● EXERCISE
Your answer should repeat every line of the records below in which the word "InvalidMode" appears.

● GIVEN DATA

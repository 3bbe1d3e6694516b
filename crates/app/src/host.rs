use std::cell::Cell;
use std::time::Duration;

use serde::Serialize;
use services::{
    ActivityError, ActivityIntent, AlwaysConfirm, AngleChoice, ConfirmNavigation, DispatchOutcome,
    LeaveRequest, NextStep, TickOutcome, TimerTicket, Tutor,
};
use shapeville_core::model::{
    ActivityKind, ActivityMode, AttemptOutcome, CircleMeasure, Dimension, ParseActivityError,
    PolygonFamily, SessionSummary,
};
use thiserror::Error;
use tokio::io::{AsyncBufRead, AsyncBufReadExt, BufReader, Lines};
use tokio::sync::mpsc;
use tracing::{debug, info, warn};

use crate::error::AppError;
use crate::render;
use crate::ticker::TickerGuard;

const TICK_PERIOD: Duration = Duration::from_secs(1);

//
// ─── COMMANDS ──────────────────────────────────────────────────────────────────
//

/// One line typed at the prompt.
#[derive(Debug, Clone, PartialEq, Eq)]
pub enum Input {
    Home,
    Open(ActivityKind),
    Start(Option<String>),
    Angle(String),
    Answer(String),
    Reveal,
    Next,
    Back,
    End,
    Help,
    Quit,
}

#[derive(Debug, Error, Clone, PartialEq, Eq)]
pub enum InputParseError {
    #[error("unknown command: {0} (type `help`)")]
    UnknownCommand(String),
    #[error("`{command}` needs a value")]
    MissingArgument { command: &'static str },
    #[error(transparent)]
    UnknownActivity(#[from] ParseActivityError),
    #[error("`{raw}` is not a choice for {activity}")]
    InvalidMode { activity: &'static str, raw: String },
}

impl Input {
    pub fn parse(line: &str) -> Result<Option<Self>, InputParseError> {
        let line = line.trim();
        if line.is_empty() {
            return Ok(None);
        }
        let (command, rest) = match line.split_once(char::is_whitespace) {
            Some((command, rest)) => (command, rest.trim()),
            None => (line, ""),
        };
        let argument = |name: &'static str| {
            if rest.is_empty() {
                Err(InputParseError::MissingArgument { command: name })
            } else {
                Ok(rest.to_string())
            }
        };

        let input = match command.to_lowercase().as_str() {
            "home" => Input::Home,
            "open" => Input::Open(argument("open")?.parse()?),
            "start" => Input::Start((!rest.is_empty()).then(|| rest.to_string())),
            "angle" => Input::Angle(argument("angle")?),
            // Blank answers are still submitted and cost an attempt.
            "answer" | "a" => Input::Answer(rest.to_string()),
            "reveal" => Input::Reveal,
            "next" | "n" => Input::Next,
            "back" => Input::Back,
            "end" => Input::End,
            "help" | "?" => Input::Help,
            "quit" | "exit" => Input::Quit,
            other => return Err(InputParseError::UnknownCommand(other.to_string())),
        };
        Ok(Some(input))
    }
}

/// Maps the argument of `start` onto the activity's sub-mode.
pub fn parse_mode(kind: ActivityKind, raw: Option<&str>) -> Result<ActivityMode, InputParseError> {
    let raw = raw.map(str::trim).unwrap_or("random");
    let invalid = || InputParseError::InvalidMode {
        activity: kind.title(),
        raw: raw.to_string(),
    };
    let random = raw.eq_ignore_ascii_case("random");
    let numbered = || -> Result<Option<u8>, InputParseError> {
        if random {
            Ok(None)
        } else {
            raw.parse::<u8>().map(Some).map_err(|_| invalid())
        }
    };

    match kind {
        ActivityKind::ShapeRecognition => match raw.to_lowercase().as_str() {
            "2d" | "2" => Ok(ActivityMode::Shapes(Dimension::Two)),
            "3d" | "3" => Ok(ActivityMode::Shapes(Dimension::Three)),
            _ => Err(invalid()),
        },
        ActivityKind::AngleClassification => Ok(ActivityMode::Angles(None)),
        ActivityKind::PolygonArea => {
            if random {
                Ok(ActivityMode::Polygon(None))
            } else {
                PolygonFamily::from_name(raw)
                    .map(|family| ActivityMode::Polygon(Some(family)))
                    .ok_or_else(invalid)
            }
        }
        ActivityKind::CircleMeasure => match raw.to_lowercase().as_str() {
            "area" => Ok(ActivityMode::Circle(CircleMeasure::Area)),
            "circumference" => Ok(ActivityMode::Circle(CircleMeasure::Circumference)),
            _ => Err(invalid()),
        },
        ActivityKind::CompositeArea => numbered().map(ActivityMode::Composite),
        ActivityKind::SectorArea => numbered().map(ActivityMode::Sector),
    }
}

pub fn print_help() {
    println!("Commands:");
    println!("  home                 show score, progress and activities");
    println!("  open <activity>      shapes | angles | area | circle | composite | sector");
    println!("  start [choice]       begin: 2d/3d, a shape family, area/circumference, a figure number or random");
    println!("  angle <degrees>      enter an angle (multiple of 10, 0-360)");
    println!("  answer <value>       submit an answer");
    println!("  reveal               show the answer once attempts are used up");
    println!("  next                 continue after a problem is settled");
    println!("  back                 return to the home page");
    println!("  end                  finish the session and show the summary");
    println!("  quit                 same as end");
}

//
// ─── NAVIGATION ────────────────────────────────────────────────────────────────
//

/// Declines every request and remembers it, so the prompt can ask y/N.
#[derive(Debug, Default)]
struct AskLater {
    asked: Cell<Option<LeaveRequest>>,
}

impl ConfirmNavigation for AskLater {
    fn confirm(&self, request: &LeaveRequest) -> bool {
        self.asked.set(Some(*request));
        false
    }
}

#[derive(Debug, Clone, Copy, PartialEq, Eq)]
enum PendingLeave {
    Home,
    Open(ActivityKind),
}

//
// ─── HOST ──────────────────────────────────────────────────────────────────────
//

/// Terminal front end: reads commands, drives the countdown and renders.
pub struct Host {
    tutor: Tutor,
    json: bool,
    ticker: Option<TickerGuard>,
    ticks: mpsc::UnboundedSender<TimerTicket>,
    pending: Option<PendingLeave>,
}

enum Flow {
    Continue,
    Finish,
}

#[derive(Debug, PartialEq, Eq)]
enum Event {
    Tick(TimerTicket),
    Line(Option<String>),
}

/// Waits for the next tick or input line. A queued tick is taken first, so
/// an expiry lands before an answer typed in the same instant.
async fn next_event<R: AsyncBufRead + Unpin>(
    lines: &mut Lines<R>,
    ticks: &mut mpsc::UnboundedReceiver<TimerTicket>,
) -> std::io::Result<Event> {
    tokio::select! {
        biased;
        Some(ticket) = ticks.recv() => Ok(Event::Tick(ticket)),
        line = lines.next_line() => line.map(Event::Line),
    }
}

impl Host {
    pub fn new(tutor: Tutor, json: bool, ticks: mpsc::UnboundedSender<TimerTicket>) -> Self {
        Self {
            tutor,
            json,
            ticker: None,
            ticks,
            pending: None,
        }
    }

    /// Runs until `end`, `quit` or end of input, then returns the session report.
    ///
    /// # Errors
    ///
    /// Returns `AppError` for I/O failures or an unusable ledger.
    pub async fn run(
        mut self,
        mut tick_rx: mpsc::UnboundedReceiver<TimerTicket>,
    ) -> Result<SessionSummary, AppError> {
        let mut lines = BufReader::new(tokio::io::stdin()).lines();
        self.show_home()?;

        loop {
            match next_event(&mut lines, &mut tick_rx).await? {
                Event::Tick(ticket) => self.handle_tick(ticket)?,
                Event::Line(None) => {
                    debug!("input closed");
                    break;
                }
                Event::Line(Some(line)) => {
                    if let Flow::Finish = self.handle_line(&line)? {
                        break;
                    }
                }
            }
            self.sync_ticker();
        }

        self.ticker = None;
        let summary = self.tutor.end_session()?;
        self.emit(&summary, render::summary)?;
        Ok(summary)
    }

    fn handle_line(&mut self, line: &str) -> Result<Flow, AppError> {
        if let Some(pending) = self.pending.take() {
            let answer = line.trim().to_lowercase();
            if answer == "y" || answer == "yes" {
                let outcome = match pending {
                    PendingLeave::Home => self.tutor.leave(&AlwaysConfirm).map(|_| None),
                    PendingLeave::Open(kind) => self.tutor.open(kind, &AlwaysConfirm),
                };
                self.report(outcome)?;
                self.show_current()?;
            } else {
                println!("Staying on this page.");
            }
            return Ok(Flow::Continue);
        }

        let input = match Input::parse(line) {
            Ok(Some(input)) => input,
            Ok(None) => return Ok(Flow::Continue),
            Err(err) => {
                println!("{err}");
                return Ok(Flow::Continue);
            }
        };
        debug!(?input, "command");

        match input {
            Input::Home => self.show_home()?,
            Input::Help => print_help(),
            Input::End | Input::Quit => return Ok(Flow::Finish),
            Input::Open(kind) => {
                let asker = AskLater::default();
                let outcome = self.tutor.open(kind, &asker);
                self.navigate(outcome, &asker, PendingLeave::Open(kind))?;
            }
            Input::Back => {
                let asker = AskLater::default();
                let outcome = self.tutor.leave(&asker).map(|_| None);
                self.navigate(outcome, &asker, PendingLeave::Home)?;
            }
            Input::Start(choice) => {
                let Some(kind) = self.tutor.current() else {
                    println!("Open an activity first.");
                    return Ok(Flow::Continue);
                };
                match parse_mode(kind, choice.as_deref()) {
                    Ok(mode) => self.dispatch(ActivityIntent::Start(mode))?,
                    Err(err) => println!("{err}"),
                }
            }
            Input::Angle(raw) => self.dispatch(ActivityIntent::ChooseAngle(raw))?,
            Input::Answer(raw) => self.dispatch(ActivityIntent::Submit(raw))?,
            Input::Reveal => self.dispatch(ActivityIntent::Reveal)?,
            Input::Next => self.dispatch(ActivityIntent::Next)?,
        }
        Ok(Flow::Continue)
    }

    fn navigate(
        &mut self,
        outcome: Result<Option<TimerTicket>, ActivityError>,
        asker: &AskLater,
        pending: PendingLeave,
    ) -> Result<(), AppError> {
        if let Err(ActivityError::NavigationCancelled) = outcome {
            if let Some(request) = asker.asked.get() {
                println!("{} [y/N]", request.message());
                self.pending = Some(pending);
                return Ok(());
            }
        }
        self.report(outcome)?;
        self.show_current()
    }

    fn dispatch(&mut self, intent: ActivityIntent) -> Result<(), AppError> {
        let outcome = self.tutor.dispatch(intent);
        if let Ok(outcome) = &outcome {
            log_outcome(outcome);
        }
        if self.report(outcome)? {
            self.show_current()?;
        }
        Ok(())
    }

    fn handle_tick(&mut self, ticket: TimerTicket) -> Result<(), AppError> {
        match self.tutor.tick_ticket(ticket) {
            Ok(TickOutcome::Expired) => {
                info!(epoch = ticket.epoch(), "countdown expired");
                self.show_current()?;
            }
            Ok(TickOutcome::Running { remaining }) => {
                if !self.json && (remaining % 60 == 0 || remaining <= 10) {
                    println!("  ... {remaining}s left");
                }
            }
            Ok(TickOutcome::Ignored) => debug!(epoch = ticket.epoch(), "stale tick"),
            Err(err) => {
                self.report::<()>(Err(err))?;
            }
        }
        Ok(())
    }

    /// Prints recoverable errors; only an unusable ledger ends the session.
    fn report<T>(&self, outcome: Result<T, ActivityError>) -> Result<bool, AppError> {
        match outcome {
            Ok(_) => Ok(true),
            Err(ActivityError::Ledger(err)) => Err(err.into()),
            Err(ActivityError::Input(err)) => {
                println!("{}", err.prompt());
                Ok(false)
            }
            Err(err) => {
                if !err.is_recoverable() {
                    warn!(error = %err, "activity command failed");
                }
                println!("{err}");
                Ok(false)
            }
        }
    }

    /// Keeps exactly one ticker alive, bound to the running countdown.
    fn sync_ticker(&mut self) {
        let wanted = self
            .tutor
            .current()
            .and_then(|kind| self.tutor.machine(kind).ticket());
        let current = self.ticker.as_ref().map(TickerGuard::ticket);
        if wanted == current {
            return;
        }
        self.ticker = wanted.map(|ticket| TickerGuard::spawn(ticket, TICK_PERIOD, self.ticks.clone()));
    }

    fn show_current(&self) -> Result<(), AppError> {
        match self.tutor.activity_snapshot() {
            Some(snapshot) => self.emit(&snapshot, render::activity),
            None => self.show_home(),
        }
    }

    fn show_home(&self) -> Result<(), AppError> {
        let home = self.tutor.home()?;
        self.emit(&home, render::home)
    }

    fn emit<T: Serialize>(&self, value: &T, text: impl Fn(&T) -> String) -> Result<(), AppError> {
        if self.json {
            println!("{}", serde_json::to_string(value)?);
        } else {
            println!("{}", text(value));
        }
        Ok(())
    }
}

fn log_outcome(outcome: &DispatchOutcome) {
    match outcome {
        DispatchOutcome::Answered(AttemptOutcome::Correct { points }) => {
            info!(points, "answer correct");
        }
        DispatchOutcome::Answered(AttemptOutcome::IncorrectExhausted) => {
            info!("attempts exhausted");
        }
        DispatchOutcome::AngleChosen(AngleChoice::AlreadyCompleted { class }) => {
            debug!(class = class.label(), "angle type already completed");
        }
        DispatchOutcome::Advanced(NextStep::Completed) => info!("activity run complete"),
        _ => {}
    }
}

● EXERCISE SOLUTION
    InvalidMode { activity: &'static str, raw: String },
    let invalid = || InputParseError::InvalidMode {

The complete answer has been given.